The high strain microstructures were akin to those in high grade tectonites. Initial grain sizes and shapes had been completely transformed with the recrystallised grainsize related solely to the flow stress. Two processes were responsible for the transformation, grain boundary migration and the formation of new high angle boundaries by progressive misorientation across subgrain boundaries. Estimates of the grain boundary migration velocity suggest that solute-escape migration does not occur.
This type of recrystallisation mechanism where grain boundary migration and subgrain rotation are equally involved has not previously been described. A `recrystallisation mechanism diagram' has been produced to show the relationship of this mechanism, to other recrystallisation mechanisms. In the diagram a particular mechanism is defined in terms of the relative contribution of the following processes; subgrain rotation, subgrain growth, grain boundary bulging and grain growth.
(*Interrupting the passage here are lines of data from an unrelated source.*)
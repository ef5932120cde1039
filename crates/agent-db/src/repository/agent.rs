//! # Agent Repository
//!
//! Storage for agent profiles. Agents are never deleted; deactivation is a
//! status change written through [`AgentRepository::update`] or the ledger.
//!
//! ## Agent Codes
//! ```text
//! register(code = None)
//!      │
//!      ▼
//! INSERT ... code = <uuid placeholder>      (code is UNIQUE NOT NULL)
//!      │
//!      ▼
//! Agent::with_id(id)  → code = "AGT0042"
//!      │
//!      ▼
//! UPDATE agents SET code = 'AGT0042'         (same transaction)
//! ```

use agent_core::{Agent, AgentParts, AgentStatus, AgentTier, CoreError};
use chrono::{DateTime, Utc};
use sqlx::{SqliteConnection, SqlitePool};
use tracing::debug;
use uuid::Uuid;

use super::{money, page_limit, rate_from_bps, rate_to_bps};
use crate::error::{DbError, DbResult};

const SELECT_AGENT: &str = r#"
    SELECT id, code, name, email, phone, commission_rate_bps, tier, status,
           total_earned_cents, team_id, created_at, updated_at
    FROM agents
"#;

#[derive(Debug, sqlx::FromRow)]
struct AgentRow {
    id: i64,
    code: String,
    name: String,
    email: String,
    phone: Option<String>,
    commission_rate_bps: i64,
    tier: AgentTier,
    status: AgentStatus,
    total_earned_cents: i64,
    team_id: Option<i64>,
    created_at: DateTime<Utc>,
    updated_at: DateTime<Utc>,
}

impl TryFrom<AgentRow> for Agent {
    type Error = DbError;

    fn try_from(row: AgentRow) -> DbResult<Self> {
        Ok(Agent::restore(AgentParts {
            id: row.id,
            code: row.code,
            name: row.name,
            email: row.email,
            phone: row.phone,
            commission_rate: rate_from_bps("agents.commission_rate_bps", row.commission_rate_bps)?,
            tier: row.tier,
            status: row.status,
            total_earned: money(row.total_earned_cents),
            team_id: row.team_id,
            created_at: row.created_at,
            updated_at: row.updated_at,
        }))
    }
}

/// Repository for agent database operations.
#[derive(Debug, Clone)]
pub struct AgentRepository {
    pool: SqlitePool,
}

impl AgentRepository {
    /// Creates a new AgentRepository.
    pub fn new(pool: SqlitePool) -> Self {
        AgentRepository { pool }
    }

    /// Gets an agent by ID.
    pub async fn get_by_id(&self, id: i64) -> DbResult<Option<Agent>> {
        let mut conn = self.pool.acquire().await?;
        fetch(&mut conn, id).await
    }

    /// Gets an agent by ID, failing with `AgentNotFound` when absent.
    pub async fn get(&self, id: i64) -> DbResult<Agent> {
        self.get_by_id(id)
            .await?
            .ok_or_else(|| CoreError::AgentNotFound(id).into())
    }

    pub async fn get_by_code(&self, code: &str) -> DbResult<Option<Agent>> {
        let sql = format!("{} WHERE code = ?1", SELECT_AGENT);
        let row: Option<AgentRow> = sqlx::query_as(&sql)
            .bind(code)
            .fetch_optional(&self.pool)
            .await?;
        row.map(Agent::try_from).transpose()
    }

    /// Emails are stored lowercased.
    pub async fn get_by_email(&self, email: &str) -> DbResult<Option<Agent>> {
        let sql = format!("{} WHERE email = ?1", SELECT_AGENT);
        let row: Option<AgentRow> = sqlx::query_as(&sql)
            .bind(email.trim().to_lowercase())
            .fetch_optional(&self.pool)
            .await?;
        row.map(Agent::try_from).transpose()
    }

    /// Lists agents, optionally filtered by status, ordered by id.
    pub async fn list(&self, status: Option<AgentStatus>, limit: u32, offset: u32) -> DbResult<Vec<Agent>> {
        let sql = format!(
            "{} WHERE (?1 IS NULL OR status = ?1) ORDER BY id LIMIT ?2 OFFSET ?3",
            SELECT_AGENT
        );
        let rows: Vec<AgentRow> = sqlx::query_as(&sql)
            .bind(status)
            .bind(page_limit(limit))
            .bind(i64::from(offset))
            .fetch_all(&self.pool)
            .await?;
        rows.into_iter().map(Agent::try_from).collect()
    }

    /// Members of a team, ordered by id.
    pub async fn list_by_team(&self, team_id: i64) -> DbResult<Vec<Agent>> {
        let sql = format!("{} WHERE team_id = ?1 ORDER BY id", SELECT_AGENT);
        let rows: Vec<AgentRow> = sqlx::query_as(&sql)
            .bind(team_id)
            .fetch_all(&self.pool)
            .await?;
        rows.into_iter().map(Agent::try_from).collect()
    }

    /// Writes every mutable column of an existing agent.
    pub async fn update(&self, agent: &Agent) -> DbResult<()> {
        let mut conn = self.pool.acquire().await?;
        save(&mut conn, agent).await
    }

    pub async fn count(&self) -> DbResult<i64> {
        let count: i64 = sqlx::query_scalar("SELECT COUNT(*) FROM agents")
            .fetch_one(&self.pool)
            .await?;
        Ok(count)
    }
}

// =============================================================================
// Connection-level helpers (shared with the ledger)
// =============================================================================

pub(crate) async fn fetch(conn: &mut SqliteConnection, id: i64) -> DbResult<Option<Agent>> {
    let sql = format!("{} WHERE id = ?1", SELECT_AGENT);
    let row: Option<AgentRow> = sqlx::query_as(&sql).bind(id).fetch_optional(&mut *conn).await?;
    row.map(Agent::try_from).transpose()
}

pub(crate) async fn fetch_required(conn: &mut SqliteConnection, id: i64) -> DbResult<Agent> {
    fetch(conn, id)
        .await?
        .ok_or_else(|| CoreError::AgentNotFound(id).into())
}

/// Inserts a registered agent and returns it with its id and final code.
pub(crate) async fn insert(conn: &mut SqliteConnection, agent: Agent) -> DbResult<Agent> {
    let placeholder = if agent.code().is_empty() {
        Uuid::new_v4().to_string()
    } else {
        agent.code().to_string()
    };

    let result = sqlx::query(
        r#"
        INSERT INTO agents (
            code, name, email, phone, commission_rate_bps, tier, status,
            total_earned_cents, team_id, created_at, updated_at
        ) VALUES (?1, ?2, ?3, ?4, ?5, ?6, ?7, ?8, ?9, ?10, ?11)
        "#,
    )
    .bind(&placeholder)
    .bind(agent.name())
    .bind(agent.email())
    .bind(agent.phone())
    .bind(rate_to_bps(agent.commission_rate()))
    .bind(agent.tier())
    .bind(agent.status())
    .bind(agent.total_earned().cents())
    .bind(agent.team_id())
    .bind(agent.created_at())
    .bind(agent.updated_at())
    .execute(&mut *conn)
    .await
    .map_err(|err| match DbError::from(err) {
        DbError::UniqueViolation { field, .. } if field.ends_with("email") => {
            DbError::duplicate(field, agent.email())
        }
        DbError::UniqueViolation { field, .. } => DbError::duplicate(field, placeholder.clone()),
        other => other,
    })?;

    let agent = agent.with_id(result.last_insert_rowid());

    if agent.code() != placeholder {
        sqlx::query("UPDATE agents SET code = ?2 WHERE id = ?1")
            .bind(agent.id())
            .bind(agent.code())
            .execute(&mut *conn)
            .await?;
    }

    debug!(id = agent.id(), code = %agent.code(), "Agent inserted");
    Ok(agent)
}

pub(crate) async fn save(conn: &mut SqliteConnection, agent: &Agent) -> DbResult<()> {
    let result = sqlx::query(
        r#"
        UPDATE agents SET
            name = ?2,
            phone = ?3,
            commission_rate_bps = ?4,
            tier = ?5,
            status = ?6,
            total_earned_cents = ?7,
            team_id = ?8,
            updated_at = ?9
        WHERE id = ?1
        "#,
    )
    .bind(agent.id())
    .bind(agent.name())
    .bind(agent.phone())
    .bind(rate_to_bps(agent.commission_rate()))
    .bind(agent.tier())
    .bind(agent.status())
    .bind(agent.total_earned().cents())
    .bind(agent.team_id())
    .bind(agent.updated_at())
    .execute(&mut *conn)
    .await?;

    if result.rows_affected() == 0 {
        return Err(CoreError::AgentNotFound(agent.id()).into());
    }
    Ok(())
}

// =============================================================================
// Unit Tests
// =============================================================================
// =============================================================================
// Tests
// =============================================================================

#[cfg(test)]
mod tests {
    use super::*;

    use std::time::Duration;

    use mira_core::memory::MemoryAddressSpace;
    use mira_core::session::TargetSession;
    use mira_core::types::Value;

    fn fast_config() -> EngineConfig {
        EngineConfig {
            retry: RetryConfig {
                max_attempts: 2,
                base_delay: Duration::from_millis(5),
                max_delay: Duration::from_millis(10),
                multiplier: 2.0,
                jitter: 0.0,
            },
            ..Default::default()
        }
    }

    async fn seeded_pair() -> (Arc<MemoryAddressSpace>, Arc<MemoryAddressSpace>, NodeId) {
        let source = Arc::new(MemoryAddressSpace::new());
        let target = Arc::new(MemoryAddressSpace::with_root(
            NodeId::OBJECTS_FOLDER,
            "Objects",
            3,
        ));
        let root = source.root_id();
        let device = source.create_object(&root, "Device1").await.unwrap();
        source
            .create_variable(&device, "temp", Some(Value::Int32(20)))
            .await
            .unwrap();
        (source, target, device)
    }

    #[tokio::test]
    async fn one_shot_full_sync_mirrors_the_tree() {
        let (source, target, _device) = seeded_pair().await;
        let engine = SyncEngine::new(source, target.clone(), fast_config());

        let report = engine.run_full_sync().await.unwrap();
        assert_eq!(report.created, 3);
        assert!(report.is_clean());
        assert_eq!(engine.mirrored_count().await, 3);

        // The mirrored names exist on the target.
        assert!(target.find_by_name("Device1").is_some());
        assert!(target.find_by_name("temp").is_some());
    }

    #[tokio::test]
    async fn second_sync_is_a_no_op() {
        let (source, target, _device) = seeded_pair().await;
        let engine = SyncEngine::new(source, target, fast_config());

        engine.run_full_sync().await.unwrap();
        let report = engine.run_full_sync().await.unwrap();
        assert_eq!(report.total(), 0);
    }

    #[tokio::test]
    async fn start_twice_is_rejected() {
        let (source, target, _device) = seeded_pair().await;
        let engine = SyncEngine::new(source, target, fast_config());

        engine.start().unwrap();
        assert!(matches!(
            engine.start(),
            Err(SyncError::InvalidState { .. })
        ));
        engine.stop().await;
        assert_eq!(engine.status().state, EngineState::Stopped);
    }

    #[tokio::test]
    async fn value_drift_corrected_by_resync() {
        let (source, target, _device) = seeded_pair().await;
        let engine = SyncEngine::new(source.clone(), target.clone(), fast_config());

        engine.run_full_sync().await.unwrap();
        let temp = source.find_by_name("temp").unwrap();
        source.set_value(&temp, Value::Int32(25)).await.unwrap();

        let report = engine.run_full_sync().await.unwrap();
        assert_eq!(report.updated, 1);
        assert_eq!(report.created, 0);

        let mirrored_temp = target.find_by_name("temp").unwrap();
        assert_eq!(target.value_of(&mirrored_temp), Some(Value::Int32(25)));
    }

    #[tokio::test]
    async fn incremental_event_updates_mirror() {
        let (source, target, _device) = seeded_pair().await;
        let engine = SyncEngine::new(source.clone(), target.clone(), fast_config());
        engine.run_full_sync().await.unwrap();

        let temp = source.find_by_name("temp").unwrap();
        engine
            .run_incremental(ValueChange::now(temp, Value::Int32(99)))
            .await;

        let mirrored_temp = target.find_by_name("temp").unwrap();
        assert_eq!(target.value_of(&mirrored_temp), Some(Value::Int32(99)));
        assert_eq!(engine.status().incremental_updates, 1);
    }

    #[tokio::test]
    async fn event_for_unmirrored_node_is_dropped() {
        let (source, target, _device) = seeded_pair().await;
        let engine = SyncEngine::new(source, target, fast_config());
        engine.run_full_sync().await.unwrap();

        engine
            .run_incremental(ValueChange::now(NodeId::numeric(9, 404), Value::Int32(1)))
            .await;
        assert_eq!(engine.status().incremental_updates, 0);
    }

    #[tokio::test]
    async fn removed_device_is_deleted_from_target() {
        let (source, target, device) = seeded_pair().await;
        let engine = SyncEngine::new(source.clone(), target.clone(), fast_config());
        engine.run_full_sync().await.unwrap();

        source.remove_subtree(&device);
        let report = engine.run_full_sync().await.unwrap();

        assert_eq!(report.deleted, 2);
        assert!(target.find_by_name("Device1").is_none());
        assert!(target.find_by_name("temp").is_none());
        assert_eq!(engine.mirrored_count().await, 1);
    }

    #[tokio::test]
    async fn status_reflects_cycles_and_health() {
        let (source, target, _device) = seeded_pair().await;
        let engine = SyncEngine::new(source, target, fast_config());

        let before = engine.status();
        assert_eq!(before.state, EngineState::Idle);
        assert!(before.healthy);
        assert_eq!(before.cycles_completed, 0);

        engine.run_full_sync().await.unwrap();
        let after = engine.status();
        assert_eq!(after.cycles_completed, 1);
        assert!(after.last_full_sync.is_some());
        assert!(after.last_report.is_some());
    }
}
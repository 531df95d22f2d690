// SPDX-License-Identifier: PolyForm-Noncommercial-1.0.0
// Copyright (c) 2025 Sylvex. All rights reserved.

//! The `run` command: start the mirror and keep it live until shutdown.

use std::sync::Arc;
use std::time::Duration;

use tracing::info;

use mira_config::MiraConfig;
use mira_core::memory::MemoryAddressSpace;
use mira_core::session::TargetSession;
use mira_core::types::{NodeId, Value};
use mira_sync::{EngineConfig, SyncEngine};

use crate::cli::RunArgs;
use crate::error::CliError;
use crate::shutdown::ShutdownCoordinator;

/// Executes the `run` command.
pub async fn execute(config: MiraConfig, args: RunArgs) -> Result<(), CliError> {
    // The wire-level OPC UA transport is an external backend. This build
    // mirrors the built-in simulated address space; connecting to real
    // servers requires linking a transport crate against the session traits.
    if !args.simulate {
        return Err(CliError::NoTransport);
    }

    let engine_config = engine_config_from(&config)?;
    let source = Arc::new(MemoryAddressSpace::with_root(
        NodeId::OBJECTS_FOLDER,
        "Objects",
        config.source.namespace,
    ));
    let target = Arc::new(MemoryAddressSpace::with_root(
        NodeId::OBJECTS_FOLDER,
        "Objects",
        config.target.namespace,
    ));
    seed_simulation(&source).await?;

    let engine = SyncEngine::new(source.clone(), target.clone(), engine_config);

    if args.once {
        let report = engine.run_full_sync().await?;
        let mirrored = engine.mirrored_count().await;
        info!(%report, mirrored, "one-shot sync complete");
        if let Ok(json) = serde_json::to_string_pretty(&report) {
            println!("{json}");
        }
        return Ok(());
    }

    engine.start()?;
    let simulation = tokio::spawn(drive_simulation(source));

    let coordinator = ShutdownCoordinator::new();
    coordinator.wait_for_signal().await;

    simulation.abort();
    engine.stop().await;

    let status = engine.status();
    info!(
        state = %status.state,
        cycles = status.cycles_completed,
        incremental = status.incremental_updates,
        "mirror stopped"
    );
    Ok(())
}

fn engine_config_from(config: &MiraConfig) -> Result<EngineConfig, CliError> {
    Ok(EngineConfig {
        root_node_id: config.mirror.parsed_root_node_id()?,
        target_root: config.mirror.parsed_target_root_id()?,
        full_resync_interval: config.mirror.resync_interval(),
        retry: config.mirror.retry_config(),
        walk_channel_capacity: config.mirror.walk_channel_capacity,
        event_queue_capacity: config.mirror.event_queue_capacity,
    })
}

/// Seeds the simulated plant: two devices with a few live variables.
async fn seed_simulation(source: &Arc<MemoryAddressSpace>) -> Result<(), CliError> {
    let root = source.root_id();

    let device1 = source.create_object(&root, "Device1").await.map_err(sync)?;
    source
        .create_variable(&device1, "Temperature", Some(Value::Double(20.0)))
        .await
        .map_err(sync)?;
    source
        .create_variable(&device1, "Status", Some(Value::String("running".into())))
        .await
        .map_err(sync)?;

    let device2 = source.create_object(&root, "Device2").await.map_err(sync)?;
    source
        .create_variable(&device2, "Pressure", Some(Value::Double(1.013)))
        .await
        .map_err(sync)?;

    Ok(())
}

fn sync(err: mira_core::OperationError) -> CliError {
    CliError::Sync(err.into())
}

/// Mutates the simulated source so subscription forwarding has something
/// to forward.
async fn drive_simulation(source: Arc<MemoryAddressSpace>) {
    let temperature = source.find_by_name("Temperature");
    let pressure = source.find_by_name("Pressure");
    let mut tick: u64 = 0;

    loop {
        tokio::time::sleep(Duration::from_secs(2)).await;
        tick += 1;

        if let Some(id) = &temperature {
            let value = 20.0 + (tick % 10) as f64 * 0.5;
            let _ = source.set_value(id, Value::Double(value)).await;
        }
        if let Some(id) = &pressure {
            let value = 1.013 + (tick % 7) as f64 * 0.001;
            let _ = source.set_value(id, Value::Double(value)).await;
        }
    }
}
Consideration of normalised experimentally defined stress grain size relationships reveals that there is a systematic relationship between the normalised stress grain size relationship and the type of recrystallisation mechanism, as defined by the `mechanism diagram'.
The implications of these results to the interpretation of upper mantle olivine palaeoblast grain size profiles (Ave Lallement et al.) are discussed.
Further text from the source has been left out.